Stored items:
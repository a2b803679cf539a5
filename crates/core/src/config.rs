//! Configuration types shared across crates.

use figment::Figment;
use figment::providers::{Env, Format, Toml};
use serde::{Deserialize, Serialize};
use std::path::{Path, PathBuf};
use std::time::Duration;

/// Prefix for environment overrides, e.g. `LOOKOUT_SCANNER__EXTERNAL_URL`.
pub const ENV_PREFIX: &str = "LOOKOUT_";

/// PostgreSQL SSL mode configuration.
#[derive(Clone, Copy, Debug, Default, Serialize, Deserialize, PartialEq, Eq)]
#[serde(rename_all = "lowercase")]
pub enum PgSslMode {
    /// Disable SSL/TLS entirely.
    Disable,
    /// Prefer SSL/TLS but allow unencrypted connections (default).
    #[default]
    Prefer,
    /// Require SSL/TLS for all connections.
    Require,
}

/// Metadata store configuration.
#[derive(Clone, Debug, Serialize, Deserialize)]
#[serde(tag = "type", rename_all = "lowercase")]
pub enum MetadataConfig {
    /// SQLite database (testing and single-node deployments).
    Sqlite {
        /// Database file path.
        path: PathBuf,
        /// Query timeout in seconds (advisory only - SQLite cannot cancel queries).
        #[serde(default = "default_sqlite_query_timeout_secs")]
        query_timeout_secs: Option<u64>,
    },
    /// PostgreSQL database.
    Postgres {
        /// Connection URL. Takes precedence over individual fields.
        url: Option<String>,
        host: Option<String>,
        #[serde(default = "default_pg_port")]
        port: Option<u16>,
        username: Option<String>,
        /// WARNING: Prefer LOOKOUT_METADATA__PASSWORD over storing in config.
        password: Option<String>,
        database: Option<String>,
        ssl_mode: Option<PgSslMode>,
        /// Maximum connections in the pool.
        #[serde(default = "default_max_connections")]
        max_connections: u32,
        /// Statement timeout in milliseconds.
        #[serde(default = "default_statement_timeout_ms")]
        statement_timeout_ms: Option<u64>,
    },
}

fn default_max_connections() -> u32 {
    10
}

fn default_pg_port() -> Option<u16> {
    Some(5432)
}

fn default_statement_timeout_ms() -> Option<u64> {
    Some(30_000)
}

fn default_sqlite_query_timeout_secs() -> Option<u64> {
    Some(600)
}

impl Default for MetadataConfig {
    fn default() -> Self {
        Self::Sqlite {
            path: PathBuf::from("./data/lookout.db"),
            query_timeout_secs: default_sqlite_query_timeout_secs(),
        }
    }
}

impl MetadataConfig {
    /// Validate metadata configuration invariants.
    pub fn validate(&self) -> Result<(), String> {
        match self {
            MetadataConfig::Sqlite { .. } => Ok(()),
            MetadataConfig::Postgres {
                url,
                host,
                database,
                max_connections,
                ..
            } => {
                if *max_connections == 0 {
                    return Err("metadata.max_connections must be at least 1".to_string());
                }
                match (url.as_ref(), host.as_ref(), database.as_ref()) {
                    (Some(_), _, _) => Ok(()),
                    (None, Some(_), Some(_)) => Ok(()),
                    (None, None, _) => Err(
                        "postgres config requires either 'url' or 'host' + 'database'".to_string(),
                    ),
                    (None, Some(_), None) => Err(
                        "postgres config requires 'database' when using individual fields"
                            .to_string(),
                    ),
                }
            }
        }
    }
}

/// Scanner configuration.
#[derive(Clone, Debug, Serialize, Deserialize)]
pub struct ScannerConfig {
    /// Interval used when a resource declares no `check_every`, when it is
    /// paused, and when its own interval fails to parse.
    #[serde(default = "default_check_interval_secs")]
    pub default_check_interval_secs: u64,
    /// Backoff between lease attempts in `scan`.
    #[serde(default = "default_lock_retry_interval_ms")]
    pub lock_retry_interval_ms: u64,
    /// Externally reachable URL, exported to checks as `EXTERNAL_URL`.
    #[serde(default)]
    pub external_url: String,
    /// Attempts at config find-or-create before giving up on conflicts.
    #[serde(default = "default_find_or_create_max_attempts")]
    pub find_or_create_max_attempts: u32,
    /// How often the radar looks for added or removed resources.
    #[serde(default = "default_resource_sync_interval_secs")]
    pub resource_sync_interval_secs: u64,
}

fn default_check_interval_secs() -> u64 {
    60
}

fn default_lock_retry_interval_ms() -> u64 {
    1000
}

fn default_find_or_create_max_attempts() -> u32 {
    5
}

fn default_resource_sync_interval_secs() -> u64 {
    10
}

impl Default for ScannerConfig {
    fn default() -> Self {
        Self {
            default_check_interval_secs: default_check_interval_secs(),
            lock_retry_interval_ms: default_lock_retry_interval_ms(),
            external_url: String::new(),
            find_or_create_max_attempts: default_find_or_create_max_attempts(),
            resource_sync_interval_secs: default_resource_sync_interval_secs(),
        }
    }
}

impl ScannerConfig {
    pub fn default_check_interval(&self) -> Duration {
        Duration::from_secs(self.default_check_interval_secs)
    }

    pub fn lock_retry_interval(&self) -> Duration {
        Duration::from_millis(self.lock_retry_interval_ms)
    }

    pub fn resource_sync_interval(&self) -> Duration {
        Duration::from_secs(self.resource_sync_interval_secs)
    }

    /// Validate scanner settings that would otherwise spin or never run.
    pub fn validate(&self) -> Result<(), String> {
        if self.default_check_interval_secs == 0 {
            return Err("scanner.default_check_interval_secs cannot be 0".to_string());
        }
        if self.lock_retry_interval_ms == 0 {
            return Err("scanner.lock_retry_interval_ms cannot be 0".to_string());
        }
        if self.find_or_create_max_attempts == 0 {
            return Err("scanner.find_or_create_max_attempts cannot be 0".to_string());
        }
        if self.resource_sync_interval_secs == 0 {
            return Err("scanner.resource_sync_interval_secs cannot be 0".to_string());
        }
        Ok(())
    }
}

/// Complete application configuration.
#[derive(Clone, Debug, Default, Serialize, Deserialize)]
pub struct AppConfig {
    #[serde(default)]
    pub metadata: MetadataConfig,
    #[serde(default)]
    pub scanner: ScannerConfig,
}

impl AppConfig {
    /// Load configuration from an optional TOML file, overridden by
    /// `LOOKOUT_`-prefixed environment variables.
    pub fn load(path: Option<&Path>) -> crate::Result<Self> {
        let mut figment = Figment::new();
        if let Some(path) = path {
            if !path.exists() {
                return Err(crate::Error::Config(format!(
                    "config file not found: {}",
                    path.display()
                )));
            }
            figment = figment.merge(Toml::file(path));
        }

        let config: AppConfig = figment
            .merge(Env::prefixed(ENV_PREFIX).split("__"))
            .extract()
            .map_err(|e| crate::Error::Config(e.to_string()))?;

        config.validate()?;
        Ok(config)
    }

    pub fn validate(&self) -> crate::Result<()> {
        self.metadata.validate().map_err(crate::Error::Config)?;
        self.scanner.validate().map_err(crate::Error::Config)?;
        Ok(())
    }

    /// **For testing only.** SQLite metadata at the default path.
    pub fn for_testing() -> Self {
        Self {
            metadata: MetadataConfig::default(),
            scanner: ScannerConfig {
                external_url: "https://ci.example.com".to_string(),
                ..ScannerConfig::default()
            },
        }
    }
}

#[cfg(test)]
mod tests {
    use super::*;
    use std::io::Write;

    #[test]
    fn test_scanner_config_defaults() {
        let config: ScannerConfig = serde_json::from_str("{}").unwrap();
        assert_eq!(config.default_check_interval(), Duration::from_secs(60));
        assert_eq!(config.lock_retry_interval(), Duration::from_secs(1));
        assert_eq!(config.find_or_create_max_attempts, 5);
        assert!(config.validate().is_ok());
    }

    #[test]
    fn test_load_from_toml_file() {
        let mut file = tempfile::NamedTempFile::new().unwrap();
        writeln!(
            file,
            r#"
[metadata]
type = "postgres"
url = "postgres://lookout@localhost/lookout"

[scanner]
default_check_interval_secs = 30
external_url = "https://ci.example.com"
"#
        )
        .unwrap();

        let config = AppConfig::load(Some(file.path())).unwrap();
        assert_eq!(config.scanner.default_check_interval_secs, 30);
        assert_eq!(config.scanner.lock_retry_interval_ms, 1000);
        assert_eq!(config.scanner.external_url, "https://ci.example.com");
        match config.metadata {
            MetadataConfig::Postgres {
                url,
                max_connections,
                ..
            } => {
                assert_eq!(url.as_deref(), Some("postgres://lookout@localhost/lookout"));
                assert_eq!(max_connections, 10);
            }
            _ => panic!("expected postgres config"),
        }
    }

    #[test]
    fn test_load_rejects_invalid_values() {
        let mut file = tempfile::NamedTempFile::new().unwrap();
        writeln!(file, "[scanner]\nlock_retry_interval_ms = 0").unwrap();
        let err = AppConfig::load(Some(file.path())).unwrap_err();
        assert!(err.to_string().contains("lock_retry_interval_ms"));
    }

    #[test]
    fn test_load_missing_file() {
        let err = AppConfig::load(Some(Path::new("/nonexistent/lookout.toml"))).unwrap_err();
        assert!(matches!(err, crate::Error::Config(_)));
    }

    #[test]
    fn test_postgres_validate_requires_database() {
        let config = MetadataConfig::Postgres {
            url: None,
            host: Some("localhost".to_string()),
            port: Some(5432),
            username: None,
            password: None,
            database: None,
            ssl_mode: None,
            max_connections: 10,
            statement_timeout_ms: None,
        };
        assert!(config.validate().is_err());
    }
}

Problem description
Each line of the data that holds "https" should be copied.

Task response
                external_url: "https://ci.example.com".to_string(),
external_url = "https://ci.example.com"
        assert_eq!(config.scanner.external_url, "https://ci.example.com");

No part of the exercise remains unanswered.